Electric current means, depending on the context, a flow of electric charge (a phenomenon) or the rate of flow of electric charge (a quantity).[1] This flowing electric charge is typically carried by moving electrons, in a conductor such as wire; in an electrolyte, it is instead carried by ions, and, in a plasma, by both.[2]

The SI unit for measuring the rate of flow of electric charge is the ampere, which is charge flowing through some surface at the rate of one coulomb per second. Electric current is measured using an ammeter.[1]

Contents

Physics

Electric current through various media

Metals

A solid conductive metal contains mobile, or free electrons, originating in the conduction electrons. These electrons are bound to the metal lattice but no longer to any individual atom. Even with no external electric field applied, these electrons move about randomly due to thermal energy but, on average, there is zero net current within the metal. Given a surface through which the wire passes, the number of electrons moving from one side to the other in any period of time is on average equal to the number passing in the opposite direction. As George Gamow put in his science-popularizing book, One, Two, Three...Infinity (1947), "The metallic substances differ from all other materials by the fact that the outer shells of their atoms are bound rather loosely, and often let one of their electrons go free. Thus the interior of a metal is filled up with a large number of unattached electrons that travel aimlessly around like a crowd of displaced persons. When a metal wire is subjected to electric force applied on its opposite ends, these free electrons rush in the direction of the force, thus forming what we call an electric current."

When a metal wire is connected across the two terminals of a DC voltage source such as a battery, the source places an electric field across the conductor. The moment contact is made, the free electrons of the conductor are forced to drift toward the positive terminal under the influence of this field. The free electrons are therefore the charge carrier in a typical solid conductor. For an electric current of 1 ampere, 1 coulomb of electric charge (which consists of about 6.242 × 1018 elementary charges) drifts every second through any plane through which the conductor passes.

For a steady flow of charge through a surface, the current I in amperes can be calculated with the following equation:

I = {Q \over t} \, ,

where Q is the electric charge transferred through the surface over some time t. If Q and t are measured in coulombs and seconds respectively, I is in amperes.

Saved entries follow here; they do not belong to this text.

//! Invariant checks for rotary encoders.

use half::f16;
use ndarray::{s, Array2, ArrayD, ArrayViewD, IxDyn};
use tracing::info;

use crate::error::PositionalError;
use crate::positional::{RotaryPositionEmbedding, DEFAULT_BASE};
use crate::utils::{dot, l2_norm, max_abs_diff, variance, PairingConvention};
use crate::verify::inputs::{standard_normal, SuiteConfig};
use crate::verify::reference::{reference_rotate, reference_theta};
use crate::verify::report::{finite_or_inf, Bound, CheckOutcome, VerificationReport};

/// A rotary encoder the suite can certify.
///
/// Inputs are `[..., positions, dim]` arrays; `position_axis` may be negative.
pub trait RotaryUnderTest {
    fn dim(&self) -> usize;

    fn base(&self) -> f64 {
        DEFAULT_BASE
    }

    /// Layout the implementation claims to use for both angles and rotation.
    fn convention(&self) -> PairingConvention;

    fn encode(
        &self,
        x: ArrayViewD<'_, f32>,
        position_axis: isize,
    ) -> Result<ArrayD<f32>, PositionalError>;

    fn encode_at(
        &self,
        x: ArrayViewD<'_, f32>,
        position_axis: isize,
        positions: &[usize],
    ) -> Result<ArrayD<f32>, PositionalError>;

    fn encode_half(
        &self,
        x: ArrayViewD<'_, f16>,
        position_axis: isize,
        positions: &[usize],
    ) -> Result<ArrayD<f16>, PositionalError>;
}

impl RotaryUnderTest for RotaryPositionEmbedding {
    fn dim(&self) -> usize {
        RotaryPositionEmbedding::dim(self)
    }

    fn base(&self) -> f64 {
        RotaryPositionEmbedding::base(self)
    }

    fn convention(&self) -> PairingConvention {
        RotaryPositionEmbedding::convention(self)
    }

    fn encode(
        &self,
        x: ArrayViewD<'_, f32>,
        position_axis: isize,
    ) -> Result<ArrayD<f32>, PositionalError> {
        RotaryPositionEmbedding::encode(self, &x, position_axis)
    }

    fn encode_at(
        &self,
        x: ArrayViewD<'_, f32>,
        position_axis: isize,
        positions: &[usize],
    ) -> Result<ArrayD<f32>, PositionalError> {
        RotaryPositionEmbedding::encode_at(self, &x, position_axis, positions)
    }

    fn encode_half(
        &self,
        x: ArrayViewD<'_, f16>,
        position_axis: isize,
        positions: &[usize],
    ) -> Result<ArrayD<f16>, PositionalError> {
        RotaryPositionEmbedding::encode_at(self, &x, position_axis, positions)
    }
}

/// Flattens `[..., dim]` into `[vectors, dim]` in logical order.
fn feature_rows(x: &ArrayD<f32>) -> Option<Array2<f64>> {
    let dim = *x.shape().last()?;
    let count = if dim == 0 { 0 } else { x.len() / dim };
    Array2::from_shape_vec((count, dim), x.iter().map(|&v| f64::from(v)).collect()).ok()
}

pub struct RotarySuite<'a> {
    subject: &'a dyn RotaryUnderTest,
    config: SuiteConfig,
}
impl<'a> SinusoidalSuite<'a> {
    pub fn new(subject: &'a dyn SinusoidalUnderTest) -> Self {
        Self::with_config(subject, SuiteConfig::default())
    }

    pub fn with_config(subject: &'a dyn SinusoidalUnderTest, config: SuiteConfig) -> Self {
        Self { subject, config }
    }

    pub fn run(&self) -> VerificationReport {
        let mut report =
            VerificationReport::new(format!("sinusoidal table (dim {})", self.subject.dim()));
        let checks: [fn(&Self) -> Attempt; 12] = [
            Self::shape,
            Self::unit_magnitude,
            Self::frequency_pair_equality,
            Self::prefix_consistency,
            Self::shift_invariant_dot,
            Self::dot_product_identity,
            Self::linear_shift_operator,
            Self::constant_norm_per_pair,
            Self::frequency_orthogonality,
            Self::long_position_stability,
            Self::row_consistency,
            Self::reference_agreement,
        ];
        for check in checks {
            report.push(check(self).unwrap_or_else(|outcome| outcome));
        }
        info!(
            subject = %report.subject,
            passed = report.passed(),
            "sinusoidal verification finished"
        );
        report
    }

    fn table(&self, name: &'static str, seq_len: usize) -> Result<Array2<f64>, CheckOutcome> {
        let table = self
            .subject
            .table(seq_len)
            .map_err(|e| CheckOutcome::errored(name, &e))?;
        self.expect_rows(name, table, seq_len)
    }

    fn rows(&self, name: &'static str, positions: &[usize]) -> Result<Array2<f64>, CheckOutcome> {
        let rows = self
            .subject
            .rows(positions)
            .map_err(|e| CheckOutcome::errored(name, &e))?;
        self.expect_rows(name, rows, positions.len())
    }

    fn expect_rows(
        &self,
        name: &'static str,
        table: Array2<f64>,
        count: usize,
    ) -> Result<Array2<f64>, CheckOutcome> {
        let dim = self.subject.dim();
        if table.dim() == (count, dim) {
            Ok(table)
        } else {
            Err(CheckOutcome::measure(
                name,
                f64::INFINITY,
                Bound::AtMost(0.0),
                format!("expected ({count}, {dim}), got {:?}", table.dim()),
            ))
        }
    }

    /// `[S, D]` for empty, single, odd and even lengths.
    fn shape(&self) -> Attempt {
        const NAME: &str = "shape";
        let dim = self.subject.dim();
        let mut mismatches = Vec::new();
        for seq_len in [0, 1, 7, self.config.seq_len] {
            let table = self
                .subject
                .table(seq_len)
                .map_err(|e| CheckOutcome::errored(NAME, &e))?;
            if table.dim() != (seq_len, dim) {
                mismatches.push(format!("{seq_len} positions gave {:?}", table.dim()));
            }
        }
        Ok(CheckOutcome::measure(
            NAME,
            mismatches.len() as f64,
            Bound::AtMost(0.0),
            mismatches.join(", "),
        ))
    }

    /// `sin^2 + cos^2 = 1` for every pair.
    fn unit_magnitude(&self) -> Attempt {
        const NAME: &str = "unit_magnitude";
        let positions = [0, 1, 10, 50, 99];
        let rows = self.rows(NAME, &positions)?;
        let (worst, row, pair) = worst_magnitude(&rows);
        Ok(CheckOutcome::measure(
            NAME,
            worst,
            Bound::AtMost(self.config.tolerances.unit_magnitude),
            format!("worst at position {}, pair {pair}", positions[row]),
        ))
    }

    /// Both features of pair `i` share frequency `theta_i`: at position 1
    /// `atan2(sin, cos)` recovers it exactly.
    fn frequency_pair_equality(&self) -> Attempt {
        const NAME: &str = "frequency_pair_equality";
        let row = self.rows(NAME, &[1])?;
        let theta = reference_theta(self.subject.dim(), self.subject.base());
        let mut worst = (0.0, 0);
        for (i, omega) in theta.iter().enumerate() {
            let recovered = row[[0, 2 * i]].atan2(row[[0, 2 * i + 1]]);
            let diff = finite_or_inf((recovered - omega).abs());
            if diff > worst.0 {
                worst = (diff, i);
            }
        }
        Ok(CheckOutcome::measure(
            NAME,
            worst.0,
            Bound::AtMost(self.config.tolerances.reference),
            format!("worst at pair {}", worst.1),
        ))
    }

    /// Shorter tables are exact prefixes of longer ones, odd lengths included.
    fn prefix_consistency(&self) -> Attempt {
        const NAME: &str = "prefix_consistency";
        let full_len = self.config.seq_len.max(5) + 1;
        let full = self.table(NAME, full_len)?;
        let mut worst = (0.0, 0);
        for len in [0, 1, 4, 5, full_len - 1, full_len] {
            let prefix = self.table(NAME, len)?;
            let diff = max_abs_diff(&prefix, &full.slice(s![..len, ..]));
            if diff > worst.0 {
                worst = (diff, len);
            }
        }
        Ok(CheckOutcome::measure(
            NAME,
            worst.0,
            Bound::AtMost(0.0),
            format!("worst for length {} against length {full_len}", worst.1),
        ))
    }

    /// `PE(p) . PE(p + k)` is the same for every `p`.
    fn shift_invariant_dot(&self) -> Attempt {
        const NAME: &str = "shift_invariant_dot";
        let k = self.config.offset;
        let starts = [0, 10, 20, 50];
        let positions: Vec<usize> = starts.iter().flat_map(|&p| [p, p + k]).collect();
        let rows = self.rows(NAME, &positions)?;
        let scores: Vec<f64> = (0..starts.len())
            .map(|j| dot(rows.row(2 * j), rows.row(2 * j + 1)))
            .collect();
        let worst = scores
            .iter()
            .map(|score| finite_or_inf((score - scores[0]).abs()))
            .fold(0.0, f64::max);
        Ok(CheckOutcome::measure(
            NAME,
            worst,
            Bound::AtMost(self.config.tolerances.dot_product),
            format!("PE(p) . PE(p + {k}) for p in {starts:?}: {scores:.6?}"),
        ))
    }

    /// `PE(p) . PE(q) = sum_i cos(theta_i (p - q))`.
    fn dot_product_identity(&self) -> Attempt {
        const NAME: &str = "dot_product_identity";
        let theta = reference_theta(self.subject.dim(), self.subject.base());
        let pairs = [(10, 25), (0, 1), (3, 99)];
        let positions: Vec<usize> = pairs.iter().flat_map(|&(p, q)| [p, q]).collect();
        let rows = self.rows(NAME, &positions)?;
        let mut worst = (0.0, pairs[0]);
        for (j, &(p, q)) in pairs.iter().enumerate() {
            let measured = dot(rows.row(2 * j), rows.row(2 * j + 1));
            let diff = finite_or_inf((measured - closed_form_dot(p, q, &theta)).abs());
            if diff > worst.0 {
                worst = (diff, (p, q));
            }
        }
        Ok(CheckOutcome::measure(
            NAME,
            worst.0,
            Bound::AtMost(self.config.tolerances.dot_product),
            format!("worst for positions {:?}", worst.1),
        ))
    }

    /// A fixed rotation per pair carries `PE(p)` to `PE(p + delta)`.
    fn linear_shift_operator(&self) -> Attempt {
        const NAME: &str = "linear_shift_operator";
        let (p, delta) = (10, 5);
        let theta = reference_theta(self.subject.dim(), self.subject.base());
        let rows = self.rows(NAME, &[p, p + delta])?;
        let mut worst = (0.0, 0);
        for (i, omega) in theta.iter().enumerate() {
            let m = shift_matrix(omega * delta as f64);
            let (sin, cos) = (rows[[0, 2 * i]], rows[[0, 2 * i + 1]]);
            let predicted_sin = m[0][0] * sin + m[0][1] * cos;
            let predicted_cos = m[1][0] * sin + m[1][1] * cos;
            let diff = finite_or_inf(
                (predicted_sin - rows[[1, 2 * i]])
                    .abs()
                    .max((predicted_cos - rows[[1, 2 * i + 1]]).abs()),
            );
            if diff > worst.0 {
                worst = (diff, i);
            }
        }
        Ok(CheckOutcome::measure(
            NAME,
            worst.0,
            Bound::AtMost(self.config.tolerances.shift_operator),
            format!("PE({p}) to PE({}), worst at pair {}", p + delta, worst.1),
        ))
    }

    /// Per-pair energy, and so the row norm, does not vary with position.
    fn constant_norm_per_pair(&self) -> Attempt {
        const NAME: &str = "constant_norm_per_pair";
        let table = self.table(NAME, 500)?;
        let squared = table.mapv(|v| v * v);
        let mut worst = (0.0, String::new());
        for i in 0..self.subject.dim() / 2 {
            let energy = &squared.column(2 * i) + &squared.column(2 * i + 1);
            let spread = finite_or_inf(variance(energy.view()));
            if spread > worst.0 {
                worst = (spread, format!("pair {i}"));
            }
        }
        let row_norms = squared.sum_axis(Axis(1));
        let spread = finite_or_inf(variance(row_norms.view()));
        if spread > worst.0 {
            worst = (spread, "row norm".to_string());
        }
        Ok(CheckOutcome::measure(
            NAME,
            worst.0,
            Bound::AtMost(self.config.tolerances.norm_variance),
            format!("largest variance over 500 positions: {}", worst.1),
        ))
    }

    /// Pairs 0 and 5 are nearly uncorrelated: each pair's `[sin, cos]` columns
    /// are flattened row by row over 1000 positions before correlating.
    fn frequency_orthogonality(&self) -> Attempt {
        const NAME: &str = "frequency_orthogonality";
        let dim = self.subject.dim();
        if dim < 12 {
            return Ok(CheckOutcome::skipped(
                NAME,
                format!("needs pairs 0 and 5, dim >= 12, got {dim}"),
            ));
        }
        let table = self.table(NAME, 1_000)?;
        let flattened = |pair: usize| -> Array1<f64> {
            table.slice(s![.., 2 * pair..2 * pair + 2]).iter().copied().collect()
        };
        let correlation = pearson_correlation(flattened(0).view(), flattened(5).view());
        Ok(CheckOutcome::measure(
            NAME,
            finite_or_inf(correlation.abs()),
            Bound::AtMost(self.config.tolerances.cross_correlation),
            format!("correlation of flattened pairs 0 and 5: {correlation:.4}"),
        ))
    }

    /// Finite unit-magnitude rows around `long_position`.
    fn long_position_stability(&self) -> Attempt {
        const NAME: &str = "long_position_stability";
        let far = self.config.long_position.max(1);
        let positions = [far - 1, far];
        let rows = self.rows(NAME, &positions)?;
        if !all_finite(&rows) {
            return Ok(CheckOutcome::measure(
                NAME,
                f64::INFINITY,
                Bound::AtMost(self.config.tolerances.unit_magnitude),
                format!("non-finite values near position {far}"),
            ));
        }
        let (worst, row, pair) = worst_magnitude(&rows);
        Ok(CheckOutcome::measure(
            NAME,
            worst,
            Bound::AtMost(self.config.tolerances.unit_magnitude),
            format!("worst at position {}, pair {pair}", positions[row]),
        ))
    }

    /// Rows fetched by position equal the matching table rows exactly.
    fn row_consistency(&self) -> Attempt {
        const NAME: &str = "row_consistency";
        let seq_len = self.config.seq_len.max(2);
        let table = self.table(NAME, seq_len)?;
        let positions = [seq_len - 1, 0, seq_len / 2, 1];
        let rows = self.rows(NAME, &positions)?;
        let mut worst = (0.0, 0);
        for (j, &p) in positions.iter().enumerate() {
            let diff = max_abs_diff(&rows.row(j), &table.row(p));
            if diff > worst.0 {
                worst = (diff, p);
            }
        }
        Ok(CheckOutcome::measure(
            NAME,
            worst.0,
            Bound::AtMost(0.0),
            format!("worst at position {}", worst.1),
        ))
    }

    /// Agreement with rows rebuilt pair by pair from the closed form.
    fn reference_agreement(&self) -> Attempt {
        const NAME: &str = "reference_agreement";
        let theta = reference_theta(self.subject.dim(), self.subject.base());
        let seq_len = self.config.seq_len;
        let table = self.table(NAME, seq_len)?;
        let far_positions = [4_096, self.config.long_position];
        let far = self.rows(NAME, &far_positions)?;

        let candidates = (0..seq_len)
            .map(|p| (p, table.row(p)))
            .chain(far_positions.iter().copied().zip(far.outer_iter()));
        let mut worst = (0.0, 0);
        for (p, row) in candidates {
            let diff = max_abs_diff(&reference_sinusoid_row(p, &theta), &row);
            if diff > worst.0 {
                worst = (diff, p);
            }
        }
        Ok(CheckOutcome::measure(
            NAME,
            worst.0,
            Bound::AtMost(self.config.tolerances.reference),
            format!("worst at position {}", worst.1),
        ))
    }
}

More generally, electric current can be represented as the rate at which charge flows through a given surface as:

I = \frac{dQ}{dt} \, .

Other media

In metallic solids, electricity flows by means of electrons, from higher to lower electrical potential. In other media, any stream of charged objects may constitute an electric current. To provide a definition of current that is independent of the type of charge carriers flowing, conventional current is defined to flow in the same direction as positive charges. So in metals where the charge carriers (electrons) are negative, conventional current flows in the opposite direction as the electrons. In conductors where the charge carriers are positive, conventional current flows in the same direction as the charge carriers.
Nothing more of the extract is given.